Data entries:
********************

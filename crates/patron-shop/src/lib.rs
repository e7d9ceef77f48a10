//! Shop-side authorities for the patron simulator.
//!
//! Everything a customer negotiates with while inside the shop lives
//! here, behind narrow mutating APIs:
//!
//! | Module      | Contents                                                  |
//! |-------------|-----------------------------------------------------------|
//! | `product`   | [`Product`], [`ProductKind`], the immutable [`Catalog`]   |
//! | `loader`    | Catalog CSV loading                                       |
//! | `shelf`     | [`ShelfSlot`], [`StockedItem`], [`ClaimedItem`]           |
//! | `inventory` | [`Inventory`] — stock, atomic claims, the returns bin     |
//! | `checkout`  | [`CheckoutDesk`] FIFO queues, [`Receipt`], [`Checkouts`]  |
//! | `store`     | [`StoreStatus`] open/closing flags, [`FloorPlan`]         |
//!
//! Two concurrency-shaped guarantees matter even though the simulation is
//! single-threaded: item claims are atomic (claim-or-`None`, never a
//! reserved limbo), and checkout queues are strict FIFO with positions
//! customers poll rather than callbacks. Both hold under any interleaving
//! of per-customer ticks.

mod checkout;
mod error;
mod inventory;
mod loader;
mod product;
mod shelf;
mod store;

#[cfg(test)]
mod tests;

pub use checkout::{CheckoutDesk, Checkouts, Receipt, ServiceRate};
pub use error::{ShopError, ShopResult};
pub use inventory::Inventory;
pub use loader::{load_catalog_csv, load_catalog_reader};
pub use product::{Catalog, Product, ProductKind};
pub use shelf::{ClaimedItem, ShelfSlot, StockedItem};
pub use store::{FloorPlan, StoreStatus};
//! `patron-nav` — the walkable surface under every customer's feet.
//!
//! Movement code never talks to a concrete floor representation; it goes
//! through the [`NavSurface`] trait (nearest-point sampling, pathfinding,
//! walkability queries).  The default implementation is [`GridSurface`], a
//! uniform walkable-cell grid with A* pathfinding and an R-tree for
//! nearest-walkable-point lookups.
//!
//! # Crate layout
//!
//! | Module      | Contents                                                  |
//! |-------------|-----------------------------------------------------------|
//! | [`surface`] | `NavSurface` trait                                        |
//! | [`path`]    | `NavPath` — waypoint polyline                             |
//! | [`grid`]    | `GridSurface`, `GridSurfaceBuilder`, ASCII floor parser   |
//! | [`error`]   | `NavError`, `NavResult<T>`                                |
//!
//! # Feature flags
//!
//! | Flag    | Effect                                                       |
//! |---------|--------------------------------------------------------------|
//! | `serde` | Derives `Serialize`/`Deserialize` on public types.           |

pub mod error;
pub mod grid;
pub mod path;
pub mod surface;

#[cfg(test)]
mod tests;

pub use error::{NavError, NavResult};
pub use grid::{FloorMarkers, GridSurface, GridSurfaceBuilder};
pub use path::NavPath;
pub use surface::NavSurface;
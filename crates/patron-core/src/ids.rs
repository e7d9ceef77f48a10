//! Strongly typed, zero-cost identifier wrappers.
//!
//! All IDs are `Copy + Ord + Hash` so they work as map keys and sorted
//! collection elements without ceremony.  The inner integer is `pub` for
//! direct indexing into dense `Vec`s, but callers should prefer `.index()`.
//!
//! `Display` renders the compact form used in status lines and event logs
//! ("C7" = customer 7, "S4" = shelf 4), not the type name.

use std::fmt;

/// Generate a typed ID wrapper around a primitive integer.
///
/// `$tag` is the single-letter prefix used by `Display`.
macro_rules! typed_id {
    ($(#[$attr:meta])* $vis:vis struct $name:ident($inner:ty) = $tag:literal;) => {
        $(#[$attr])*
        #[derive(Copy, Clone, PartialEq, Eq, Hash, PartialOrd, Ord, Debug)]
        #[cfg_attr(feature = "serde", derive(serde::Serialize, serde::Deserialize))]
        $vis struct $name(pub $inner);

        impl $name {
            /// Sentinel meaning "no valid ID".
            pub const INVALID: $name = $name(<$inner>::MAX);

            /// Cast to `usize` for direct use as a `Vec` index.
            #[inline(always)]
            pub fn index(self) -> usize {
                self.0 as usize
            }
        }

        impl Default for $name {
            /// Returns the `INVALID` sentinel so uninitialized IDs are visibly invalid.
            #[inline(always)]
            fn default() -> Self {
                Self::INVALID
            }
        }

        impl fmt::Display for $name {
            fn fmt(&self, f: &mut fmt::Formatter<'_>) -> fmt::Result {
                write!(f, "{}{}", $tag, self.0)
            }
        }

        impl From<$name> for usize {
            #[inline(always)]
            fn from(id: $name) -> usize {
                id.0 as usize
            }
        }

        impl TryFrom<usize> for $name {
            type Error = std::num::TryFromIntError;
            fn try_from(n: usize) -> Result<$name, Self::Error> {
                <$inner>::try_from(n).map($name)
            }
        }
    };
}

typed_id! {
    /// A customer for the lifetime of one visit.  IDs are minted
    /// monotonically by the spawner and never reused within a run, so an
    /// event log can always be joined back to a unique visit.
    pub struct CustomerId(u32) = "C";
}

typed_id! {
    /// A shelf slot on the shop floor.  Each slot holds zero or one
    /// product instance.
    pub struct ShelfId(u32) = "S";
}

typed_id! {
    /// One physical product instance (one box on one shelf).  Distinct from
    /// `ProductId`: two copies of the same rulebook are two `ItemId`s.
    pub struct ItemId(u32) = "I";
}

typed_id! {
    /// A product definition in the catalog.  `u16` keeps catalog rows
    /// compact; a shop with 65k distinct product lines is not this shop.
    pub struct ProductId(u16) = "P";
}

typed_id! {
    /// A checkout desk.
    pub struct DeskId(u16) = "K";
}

********************

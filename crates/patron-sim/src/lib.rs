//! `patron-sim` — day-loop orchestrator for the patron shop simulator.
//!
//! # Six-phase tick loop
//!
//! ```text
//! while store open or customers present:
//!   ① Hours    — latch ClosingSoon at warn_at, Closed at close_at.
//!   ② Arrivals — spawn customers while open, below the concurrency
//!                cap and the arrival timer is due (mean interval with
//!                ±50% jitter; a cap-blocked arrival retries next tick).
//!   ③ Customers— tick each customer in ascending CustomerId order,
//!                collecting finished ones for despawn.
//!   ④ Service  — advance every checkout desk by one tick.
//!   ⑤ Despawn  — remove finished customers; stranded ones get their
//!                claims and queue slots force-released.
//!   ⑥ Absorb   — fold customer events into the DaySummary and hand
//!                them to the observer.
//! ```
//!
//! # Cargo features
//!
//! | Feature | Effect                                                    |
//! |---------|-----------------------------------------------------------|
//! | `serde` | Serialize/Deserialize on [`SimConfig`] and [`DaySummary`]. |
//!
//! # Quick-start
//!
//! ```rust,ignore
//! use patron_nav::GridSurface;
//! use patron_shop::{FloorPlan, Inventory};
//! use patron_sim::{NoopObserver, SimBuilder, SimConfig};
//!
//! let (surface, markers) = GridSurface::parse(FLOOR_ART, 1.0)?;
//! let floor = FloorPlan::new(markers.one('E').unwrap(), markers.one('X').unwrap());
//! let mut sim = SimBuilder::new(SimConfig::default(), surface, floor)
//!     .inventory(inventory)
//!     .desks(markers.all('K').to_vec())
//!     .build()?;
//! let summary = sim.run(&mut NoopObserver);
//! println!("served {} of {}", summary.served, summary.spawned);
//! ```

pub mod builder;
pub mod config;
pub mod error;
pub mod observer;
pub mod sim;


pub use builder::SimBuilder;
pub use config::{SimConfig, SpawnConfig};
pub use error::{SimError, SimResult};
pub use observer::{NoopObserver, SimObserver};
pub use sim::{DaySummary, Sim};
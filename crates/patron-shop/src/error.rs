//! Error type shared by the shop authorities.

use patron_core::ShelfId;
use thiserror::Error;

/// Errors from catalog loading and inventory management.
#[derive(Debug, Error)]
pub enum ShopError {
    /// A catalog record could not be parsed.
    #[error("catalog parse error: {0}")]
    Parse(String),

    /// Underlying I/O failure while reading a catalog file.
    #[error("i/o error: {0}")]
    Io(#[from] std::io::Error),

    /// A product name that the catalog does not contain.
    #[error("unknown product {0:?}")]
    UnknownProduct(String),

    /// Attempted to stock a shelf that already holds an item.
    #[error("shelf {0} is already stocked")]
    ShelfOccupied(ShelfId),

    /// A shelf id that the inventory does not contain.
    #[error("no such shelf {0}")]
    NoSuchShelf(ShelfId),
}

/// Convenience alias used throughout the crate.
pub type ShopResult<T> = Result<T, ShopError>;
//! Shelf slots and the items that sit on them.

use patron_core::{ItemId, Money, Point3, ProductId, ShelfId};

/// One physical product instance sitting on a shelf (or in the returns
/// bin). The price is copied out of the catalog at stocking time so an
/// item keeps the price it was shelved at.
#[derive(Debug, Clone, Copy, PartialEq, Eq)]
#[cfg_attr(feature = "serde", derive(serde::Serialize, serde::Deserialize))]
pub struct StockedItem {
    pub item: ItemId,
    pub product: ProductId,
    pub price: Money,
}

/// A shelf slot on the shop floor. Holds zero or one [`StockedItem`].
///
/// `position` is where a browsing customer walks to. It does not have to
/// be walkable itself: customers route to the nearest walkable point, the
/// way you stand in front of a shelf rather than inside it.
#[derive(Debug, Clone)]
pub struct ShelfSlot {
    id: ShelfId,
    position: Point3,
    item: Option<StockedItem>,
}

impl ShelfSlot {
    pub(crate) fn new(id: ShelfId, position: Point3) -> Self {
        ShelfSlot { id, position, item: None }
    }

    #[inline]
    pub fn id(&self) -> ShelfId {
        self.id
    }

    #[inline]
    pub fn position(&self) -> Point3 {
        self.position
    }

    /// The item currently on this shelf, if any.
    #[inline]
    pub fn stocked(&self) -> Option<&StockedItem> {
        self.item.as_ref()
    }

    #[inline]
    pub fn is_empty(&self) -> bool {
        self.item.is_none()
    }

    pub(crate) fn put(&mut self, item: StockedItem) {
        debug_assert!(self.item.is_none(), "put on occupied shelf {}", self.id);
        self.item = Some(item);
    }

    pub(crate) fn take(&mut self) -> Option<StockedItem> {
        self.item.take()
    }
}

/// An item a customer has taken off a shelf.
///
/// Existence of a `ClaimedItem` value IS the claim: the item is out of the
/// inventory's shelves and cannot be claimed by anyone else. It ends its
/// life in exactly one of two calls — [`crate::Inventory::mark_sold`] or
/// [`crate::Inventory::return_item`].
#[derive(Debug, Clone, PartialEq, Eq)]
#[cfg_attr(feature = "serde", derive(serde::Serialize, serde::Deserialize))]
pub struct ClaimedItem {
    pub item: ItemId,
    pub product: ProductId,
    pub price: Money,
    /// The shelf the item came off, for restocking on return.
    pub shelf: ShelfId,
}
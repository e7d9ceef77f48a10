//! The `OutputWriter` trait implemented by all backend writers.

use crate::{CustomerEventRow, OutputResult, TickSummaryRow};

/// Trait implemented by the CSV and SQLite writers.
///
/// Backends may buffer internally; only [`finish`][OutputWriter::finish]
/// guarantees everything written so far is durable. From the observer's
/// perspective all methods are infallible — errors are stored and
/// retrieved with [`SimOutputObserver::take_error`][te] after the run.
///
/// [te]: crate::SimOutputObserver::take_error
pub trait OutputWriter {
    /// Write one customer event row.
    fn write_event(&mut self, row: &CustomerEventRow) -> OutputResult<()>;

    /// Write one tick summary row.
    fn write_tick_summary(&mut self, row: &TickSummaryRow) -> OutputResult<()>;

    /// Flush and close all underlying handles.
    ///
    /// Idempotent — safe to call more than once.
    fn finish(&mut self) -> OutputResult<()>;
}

********************

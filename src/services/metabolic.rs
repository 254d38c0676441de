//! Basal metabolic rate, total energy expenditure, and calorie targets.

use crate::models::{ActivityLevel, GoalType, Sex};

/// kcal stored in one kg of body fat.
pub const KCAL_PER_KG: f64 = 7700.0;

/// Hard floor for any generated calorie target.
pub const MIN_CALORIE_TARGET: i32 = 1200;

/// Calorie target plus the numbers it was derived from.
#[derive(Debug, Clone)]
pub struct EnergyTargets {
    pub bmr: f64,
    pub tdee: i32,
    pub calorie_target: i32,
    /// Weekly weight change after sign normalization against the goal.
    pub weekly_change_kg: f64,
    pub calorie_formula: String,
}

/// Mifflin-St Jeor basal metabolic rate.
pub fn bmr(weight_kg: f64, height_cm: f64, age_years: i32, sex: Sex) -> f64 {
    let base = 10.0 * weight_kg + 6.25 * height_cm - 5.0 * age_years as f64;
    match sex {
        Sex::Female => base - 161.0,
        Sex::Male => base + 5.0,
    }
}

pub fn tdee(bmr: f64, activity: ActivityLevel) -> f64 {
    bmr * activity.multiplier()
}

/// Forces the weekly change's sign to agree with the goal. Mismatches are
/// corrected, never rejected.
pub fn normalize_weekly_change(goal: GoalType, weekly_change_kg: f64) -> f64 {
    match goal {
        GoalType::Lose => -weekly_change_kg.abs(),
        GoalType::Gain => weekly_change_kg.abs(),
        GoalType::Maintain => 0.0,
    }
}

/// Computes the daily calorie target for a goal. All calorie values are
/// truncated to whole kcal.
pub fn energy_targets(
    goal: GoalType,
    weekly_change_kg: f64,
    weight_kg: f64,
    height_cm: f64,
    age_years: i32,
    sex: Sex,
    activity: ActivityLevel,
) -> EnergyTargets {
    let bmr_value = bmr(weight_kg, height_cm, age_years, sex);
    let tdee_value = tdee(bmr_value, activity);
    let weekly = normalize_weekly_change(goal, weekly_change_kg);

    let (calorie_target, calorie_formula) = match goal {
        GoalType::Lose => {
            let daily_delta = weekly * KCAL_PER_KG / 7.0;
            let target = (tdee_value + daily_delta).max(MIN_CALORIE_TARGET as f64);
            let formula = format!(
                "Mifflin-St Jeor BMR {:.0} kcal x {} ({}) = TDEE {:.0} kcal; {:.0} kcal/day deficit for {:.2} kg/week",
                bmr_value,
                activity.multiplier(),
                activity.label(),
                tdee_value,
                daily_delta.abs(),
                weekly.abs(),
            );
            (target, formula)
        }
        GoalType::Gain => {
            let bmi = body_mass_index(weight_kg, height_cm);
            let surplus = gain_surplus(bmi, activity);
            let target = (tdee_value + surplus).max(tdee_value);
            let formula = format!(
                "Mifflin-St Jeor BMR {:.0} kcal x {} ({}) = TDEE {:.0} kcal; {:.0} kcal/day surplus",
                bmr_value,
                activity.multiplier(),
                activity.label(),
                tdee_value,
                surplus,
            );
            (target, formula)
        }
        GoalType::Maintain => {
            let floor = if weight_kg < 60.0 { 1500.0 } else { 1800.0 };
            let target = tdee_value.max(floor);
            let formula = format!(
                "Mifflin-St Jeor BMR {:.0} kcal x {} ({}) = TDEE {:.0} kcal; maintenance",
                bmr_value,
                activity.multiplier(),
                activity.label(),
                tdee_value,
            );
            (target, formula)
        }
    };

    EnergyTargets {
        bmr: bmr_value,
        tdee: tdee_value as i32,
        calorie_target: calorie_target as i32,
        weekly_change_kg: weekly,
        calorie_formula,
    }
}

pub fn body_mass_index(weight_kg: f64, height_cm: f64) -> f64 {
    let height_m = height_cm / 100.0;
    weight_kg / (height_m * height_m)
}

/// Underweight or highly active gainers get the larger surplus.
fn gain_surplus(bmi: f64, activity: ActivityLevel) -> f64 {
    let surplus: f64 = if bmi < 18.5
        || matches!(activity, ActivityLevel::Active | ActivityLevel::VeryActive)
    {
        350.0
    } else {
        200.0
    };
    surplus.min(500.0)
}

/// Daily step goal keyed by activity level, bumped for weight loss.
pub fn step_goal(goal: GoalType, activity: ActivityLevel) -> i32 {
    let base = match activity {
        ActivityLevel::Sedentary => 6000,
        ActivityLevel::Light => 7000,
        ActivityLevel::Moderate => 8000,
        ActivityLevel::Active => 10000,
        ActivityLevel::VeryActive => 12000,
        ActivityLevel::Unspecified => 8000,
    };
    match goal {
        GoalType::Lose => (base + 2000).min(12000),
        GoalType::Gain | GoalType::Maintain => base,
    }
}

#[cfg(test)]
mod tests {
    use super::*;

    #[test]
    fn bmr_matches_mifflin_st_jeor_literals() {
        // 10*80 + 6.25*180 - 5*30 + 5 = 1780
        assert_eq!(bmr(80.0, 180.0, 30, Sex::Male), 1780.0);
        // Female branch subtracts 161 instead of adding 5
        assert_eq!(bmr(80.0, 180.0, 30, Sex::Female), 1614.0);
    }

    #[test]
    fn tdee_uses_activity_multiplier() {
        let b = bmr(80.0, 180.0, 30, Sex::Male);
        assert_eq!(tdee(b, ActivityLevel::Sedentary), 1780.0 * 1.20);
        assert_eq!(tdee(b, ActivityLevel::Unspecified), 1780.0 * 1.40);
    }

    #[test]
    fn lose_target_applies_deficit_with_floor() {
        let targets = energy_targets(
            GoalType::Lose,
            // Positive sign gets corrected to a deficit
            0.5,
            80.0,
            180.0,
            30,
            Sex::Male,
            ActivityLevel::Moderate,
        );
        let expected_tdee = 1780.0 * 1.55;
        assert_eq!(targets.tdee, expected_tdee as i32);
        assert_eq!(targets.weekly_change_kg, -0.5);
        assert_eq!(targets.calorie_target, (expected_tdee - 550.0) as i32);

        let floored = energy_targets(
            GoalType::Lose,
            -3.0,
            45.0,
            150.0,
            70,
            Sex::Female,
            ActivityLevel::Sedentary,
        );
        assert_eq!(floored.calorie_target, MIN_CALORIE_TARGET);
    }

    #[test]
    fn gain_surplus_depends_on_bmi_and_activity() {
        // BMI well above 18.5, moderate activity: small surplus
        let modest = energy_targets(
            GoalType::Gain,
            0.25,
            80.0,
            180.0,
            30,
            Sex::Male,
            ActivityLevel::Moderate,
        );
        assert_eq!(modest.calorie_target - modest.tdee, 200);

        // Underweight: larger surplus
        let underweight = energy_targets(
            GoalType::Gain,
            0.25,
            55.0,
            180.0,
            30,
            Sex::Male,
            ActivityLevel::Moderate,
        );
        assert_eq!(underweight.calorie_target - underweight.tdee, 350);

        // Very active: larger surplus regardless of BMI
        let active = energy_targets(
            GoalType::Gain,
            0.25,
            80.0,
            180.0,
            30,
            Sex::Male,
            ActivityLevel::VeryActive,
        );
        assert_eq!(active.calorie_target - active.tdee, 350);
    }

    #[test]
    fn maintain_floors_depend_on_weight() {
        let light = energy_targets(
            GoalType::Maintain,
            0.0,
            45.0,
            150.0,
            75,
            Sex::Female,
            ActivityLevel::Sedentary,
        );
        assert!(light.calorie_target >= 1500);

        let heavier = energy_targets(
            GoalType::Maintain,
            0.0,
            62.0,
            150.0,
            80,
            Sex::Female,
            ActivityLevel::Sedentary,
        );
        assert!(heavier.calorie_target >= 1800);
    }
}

********************

THE PROBLEM:
Note every line of the entries in which "lines" appears, and copy it down.

EXERCISE SOLUTION:
//! `Display` renders the compact form used in status lines and event logs
    /// compact; a shop with 65k distinct product lines is not this shop.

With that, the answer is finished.